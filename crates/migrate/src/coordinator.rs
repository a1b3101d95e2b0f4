//! Migration modes.
//!
//! Both modes run on the calling task, one file at a time, and stop at the
//! first error. Files already transferred before the failure stay at the
//! destination and are visible in the `Transferred file` log lines.

use crate::catalog::Catalog;
use crate::error::Result;
use crate::folders::FolderResolver;
use crate::models::{FileRecord, MigrationReport};
use crate::transfer::Transfer;
use crosscloud_destination::DestinationHandle;
use crosscloud_source::SourceHandle;
use std::sync::Arc;

/// Folder that receives every file in [`Migrator::migrate_all`].
pub const DEFAULT_ROOT_FOLDER: &str = "root";

/// Runs migrations from a source into a destination.
///
/// A `Migrator` is cheap to share behind an [`Arc`]; the folder cache it
/// holds is shared by every run.
pub struct Migrator {
    catalog: Catalog,
    folders: Arc<FolderResolver>,
    transfer: Transfer,
    root_folder: String,
}

impl Migrator {
    pub fn new(source: SourceHandle, destination: DestinationHandle, folders: Arc<FolderResolver>) -> Self {
        Self {
            catalog: Catalog::new(source.clone()),
            folders,
            transfer: Transfer::new(source, destination),
            root_folder: DEFAULT_ROOT_FOLDER.to_string(),
        }
    }

    pub fn with_root_folder(mut self, name: impl Into<String>) -> Self {
        self.root_folder = name.into();
        self
    }

    pub fn folders(&self) -> &FolderResolver {
        &self.folders
    }

    /// Copy every current file into the root folder.
    pub async fn migrate_all(&self, grantee: Option<&str>) -> Result<MigrationReport> {
        let files = self.catalog.fetch_all().await?;
        tracing::info!(files = files.len(), folder = %self.root_folder, "Migrating all files");
        let mut report = MigrationReport::default();
        if !files.is_empty() {
            self.migrate_group(&self.root_folder, &files, grantee, &mut report).await?;
        }
        tracing::info!(transferred = report.transferred.len(), "Migration complete");
        Ok(report)
    }

    /// Copy the files attached to records of `entity_type`, one folder per
    /// record name.
    pub async fn migrate_by_entity_type(&self, entity_type: &str, grantee: Option<&str>) -> Result<MigrationReport> {
        let grouping = self.catalog.fetch_for_entity_type(entity_type).await?;
        tracing::info!(
            entity_type,
            folders = grouping.len(),
            files = grouping.file_count(),
            "Migrating files by record"
        );
        let (groups, skipped) = grouping.into_parts();
        let mut report = MigrationReport {
            skipped,
            ..MigrationReport::default()
        };
        for (folder, files) in &groups {
            self.migrate_group(folder, files, grantee, &mut report).await?;
        }
        tracing::info!(
            entity_type,
            folders = report.folders.len(),
            transferred = report.transferred.len(),
            skipped = report.skipped.len(),
            "Migration complete"
        );
        Ok(report)
    }

    async fn migrate_group(
        &self,
        folder: &str,
        files: &[FileRecord],
        grantee: Option<&str>,
        report: &mut MigrationReport,
    ) -> Result<()> {
        let folder_id = self.folders.resolve_or_create(folder, grantee).await?;
        report.folders.push(folder.to_string());
        for file in files {
            let transferred = self.transfer.transfer(file, folder, &folder_id).await?;
            report.transferred.push(transferred);
        }
        Ok(())
    }
}
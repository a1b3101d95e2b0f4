use derive_more::{Display, Error};

pub type Error = exn::Exn<ErrorKind>;
pub type Result<T> = std::result::Result<T, Error>;

#[derive(Debug, Display, Error, Clone, Copy, PartialEq, Eq)]
pub enum ErrorKind {
    #[display("failed to load configuration")]
    Config,
    #[display("failed to install the tracing subscriber")]
    Logging,
    #[display("failed to connect to the source system")]
    SourceConnect,
    #[display("failed to set up the destination system")]
    DestinationConnect,
    #[display("migration failed")]
    Migration,
    #[display("HTTP server error")]
    Server,
    #[display("failed to write output")]
    Output,
}
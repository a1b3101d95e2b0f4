//! Migration Error Types
//!
//! This module provides structured errors using `exn` for automatic location
//! tracking and error tree construction. Source and destination errors are
//! kept as children in the tree; the kinds here say which step of a
//! migration failed.

use derive_more::{Display, Error};

/// A migration error with automatic location tracking.
pub type Error = exn::Exn<ErrorKind>;
/// Result type alias for migration operations.
pub type Result<T> = std::result::Result<T, Error>;

/// Which half of a file transfer failed.
#[derive(Debug, Display, Clone, Copy, PartialEq, Eq)]
pub enum TransferStage {
    /// Reading the payload from the source system.
    #[display("download")]
    Download,
    /// Writing the payload into the destination folder.
    #[display("upload")]
    Upload,
}

/// Classifies the step of a migration that failed.
///
/// ### Operational Errors
/// - [`ErrorKind::InvalidEntityType`]
///
/// ### Dependency Errors
/// - [`ErrorKind::SourceQuery`]
/// - [`ErrorKind::DestinationInit`]
/// - [`ErrorKind::FolderCreate`]
/// - [`ErrorKind::Transfer`], with a [`SourceDownload`](ErrorKind::SourceDownload)
///   or [`DestinationUpload`](ErrorKind::DestinationUpload) child.
#[derive(Debug, Display, Error, Clone, PartialEq, Eq)]
pub enum ErrorKind {
    /// The record type is not a valid object name; nothing was queried.
    #[display("invalid entity type: {_0:?}")]
    InvalidEntityType(#[error(not(source))] String),
    /// A catalog query against the source system failed.
    #[display("failed to query the source system")]
    SourceQuery,
    /// File content could not be read from the source system.
    #[display("failed to download file content")]
    SourceDownload,
    /// Existing destination folders could not be listed.
    #[display("failed to list existing destination folders")]
    DestinationInit,
    /// A folder could not be created, or could not be shared after creation.
    #[display("failed to create destination folder {_0:?}")]
    FolderCreate(#[error(not(source))] String),
    /// File content could not be written to the destination.
    #[display("failed to upload file content")]
    DestinationUpload,
    /// One file could not be transferred.
    #[display("failed to {stage} file {file_id}")]
    Transfer { file_id: String, stage: TransferStage },
}

impl ErrorKind {
    /// Returns `true` if re-running the migration might succeed.
    pub fn is_retryable(&self) -> bool {
        !matches!(self, Self::InvalidEntityType(_))
    }
}

#[cfg(test)]
mod tests {
    use super::*;

    #[test]
    fn error_kind_display() {
        assert_eq!(ErrorKind::FolderCreate("Acme Corp".to_string()).to_string(), "failed to create destination folder \"Acme Corp\"");
        let transfer = ErrorKind::Transfer {
            file_id: "0681".to_string(),
            stage: TransferStage::Upload,
        };
        assert_eq!(transfer.to_string(), "failed to upload file 0681");
    }

    #[test]
    fn error_kind_retryable() {
        assert!(!ErrorKind::InvalidEntityType("Bad Type".to_string()).is_retryable());
        assert!(ErrorKind::SourceQuery.is_retryable());
        assert!(ErrorKind::DestinationInit.is_retryable());
    }
}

• **Task requirements**:
Set down the complete listing once more, exactly as it stands above.

• **Expected output**:
filename crates/migrate/src/coordinator.rs
repository a1b3101d95e2b0f4
//! Migration modes.
//!
//! Both modes run on the calling task, one file at a time, and stop at the
//! first error. Files already transferred before the failure stay at the
//! destination and are visible in the `Transferred file` log lines.

use crate::catalog::Catalog;
use crate::error::Result;
use crate::folders::FolderResolver;
use crate::models::{FileRecord, MigrationReport};
use crate::transfer::Transfer;
use crosscloud_destination::DestinationHandle;
use crosscloud_source::SourceHandle;
use std::sync::Arc;

/// Folder that receives every file in [`Migrator::migrate_all`].
pub const DEFAULT_ROOT_FOLDER: &str = "root";

/// Runs migrations from a source into a destination.
///
/// A `Migrator` is cheap to share behind an [`Arc`]; the folder cache it
/// holds is shared by every run.
pub struct Migrator {
    catalog: Catalog,
    folders: Arc<FolderResolver>,
    transfer: Transfer,
    root_folder: String,
}

impl Migrator {
    pub fn new(source: SourceHandle, destination: DestinationHandle, folders: Arc<FolderResolver>) -> Self {
        Self {
            catalog: Catalog::new(source.clone()),
            folders,
            transfer: Transfer::new(source, destination),
            root_folder: DEFAULT_ROOT_FOLDER.to_string(),
        }
    }

    pub fn with_root_folder(mut self, name: impl Into<String>) -> Self {
        self.root_folder = name.into();
        self
    }

    pub fn folders(&self) -> &FolderResolver {
        &self.folders
    }

    /// Copy every current file into the root folder.
    pub async fn migrate_all(&self, grantee: Option<&str>) -> Result<MigrationReport> {
        let files = self.catalog.fetch_all().await?;
        tracing::info!(files = files.len(), folder = %self.root_folder, "Migrating all files");
        let mut report = MigrationReport::default();
        if !files.is_empty() {
            self.migrate_group(&self.root_folder, &files, grantee, &mut report).await?;
        }
        tracing::info!(transferred = report.transferred.len(), "Migration complete");
        Ok(report)
    }

    /// Copy the files attached to records of `entity_type`, one folder per
    /// record name.
    pub async fn migrate_by_entity_type(&self, entity_type: &str, grantee: Option<&str>) -> Result<MigrationReport> {
        let grouping = self.catalog.fetch_for_entity_type(entity_type).await?;
        tracing::info!(
            entity_type,
            folders = grouping.len(),
            files = grouping.file_count(),
            "Migrating files by record"
        );
        let (groups, skipped) = grouping.into_parts();
        let mut report = MigrationReport {
            skipped,
            ..MigrationReport::default()
        };
        for (folder, files) in &groups {
            self.migrate_group(folder, files, grantee, &mut report).await?;
        }
        tracing::info!(
            entity_type,
            folders = report.folders.len(),
            transferred = report.transferred.len(),
            skipped = report.skipped.len(),
            "Migration complete"
        );
        Ok(report)
    }

    async fn migrate_group(
        &self,
        folder: &str,
        files: &[FileRecord],
        grantee: Option<&str>,
        report: &mut MigrationReport,
    ) -> Result<()> {
        let folder_id = self.folders.resolve_or_create(folder, grantee).await?;
        report.folders.push(folder.to_string());
        for file in files {
            let transferred = self.transfer.transfer(file, folder, &folder_id).await?;
            report.transferred.push(transferred);
        }
        Ok(())
    }
}
repository a1b3101d95e2b0f4
use derive_more::{Display, Error};

pub type Error = exn::Exn<ErrorKind>;
pub type Result<T> = std::result::Result<T, Error>;

#[derive(Debug, Display, Error, Clone, Copy, PartialEq, Eq)]
pub enum ErrorKind {
    #[display("failed to load configuration")]
    Config,
    #[display("failed to install the tracing subscriber")]
    Logging,
    #[display("failed to connect to the source system")]
    SourceConnect,
    #[display("failed to set up the destination system")]
    DestinationConnect,
    #[display("migration failed")]
    Migration,
    #[display("HTTP server error")]
    Server,
    #[display("failed to write output")]
    Output,
}
repository a1b3101d95e2b0f4
//! Migration Error Types
//!
//! This module provides structured errors using `exn` for automatic location
//! tracking and error tree construction. Source and destination errors are
//! kept as children in the tree; the kinds here say which step of a
//! migration failed.

use derive_more::{Display, Error};

/// A migration error with automatic location tracking.
pub type Error = exn::Exn<ErrorKind>;
/// Result type alias for migration operations.
pub type Result<T> = std::result::Result<T, Error>;

/// Which half of a file transfer failed.
#[derive(Debug, Display, Clone, Copy, PartialEq, Eq)]
pub enum TransferStage {
    /// Reading the payload from the source system.
    #[display("download")]
    Download,
    /// Writing the payload into the destination folder.
    #[display("upload")]
    Upload,
}

/// Classifies the step of a migration that failed.
///
/// ### Operational Errors
/// - [`ErrorKind::InvalidEntityType`]
///
/// ### Dependency Errors
/// - [`ErrorKind::SourceQuery`]
/// - [`ErrorKind::DestinationInit`]
/// - [`ErrorKind::FolderCreate`]
/// - [`ErrorKind::Transfer`], with a [`SourceDownload`](ErrorKind::SourceDownload)
///   or [`DestinationUpload`](ErrorKind::DestinationUpload) child.
#[derive(Debug, Display, Error, Clone, PartialEq, Eq)]
pub enum ErrorKind {
    /// The record type is not a valid object name; nothing was queried.
    #[display("invalid entity type: {_0:?}")]
    InvalidEntityType(#[error(not(source))] String),
    /// A catalog query against the source system failed.
    #[display("failed to query the source system")]
    SourceQuery,
    /// File content could not be read from the source system.
    #[display("failed to download file content")]
    SourceDownload,
    /// Existing destination folders could not be listed.
    #[display("failed to list existing destination folders")]
    DestinationInit,
    /// A folder could not be created, or could not be shared after creation.
    #[display("failed to create destination folder {_0:?}")]
    FolderCreate(#[error(not(source))] String),
    /// File content could not be written to the destination.
    #[display("failed to upload file content")]
    DestinationUpload,
    /// One file could not be transferred.
    #[display("failed to {stage} file {file_id}")]
    Transfer { file_id: String, stage: TransferStage },
}

impl ErrorKind {
    /// Returns `true` if re-running the migration might succeed.
    pub fn is_retryable(&self) -> bool {
        !matches!(self, Self::InvalidEntityType(_))
    }
}

#[cfg(test)]
mod tests {
    use super::*;

    #[test]
    fn error_kind_display() {
        assert_eq!(ErrorKind::FolderCreate("Acme Corp".to_string()).to_string(), "failed to create destination folder \"Acme Corp\"");
        let transfer = ErrorKind::Transfer {
            file_id: "0681".to_string(),
            stage: TransferStage::Upload,
        };
        assert_eq!(transfer.to_string(), "failed to upload file 0681");
    }

    #[test]
    fn error_kind_retryable() {
        assert!(!ErrorKind::InvalidEntityType("Bad Type".to_string()).is_retryable());
        assert!(ErrorKind::SourceQuery.is_retryable());
        assert!(ErrorKind::DestinationInit.is_retryable());
    }
}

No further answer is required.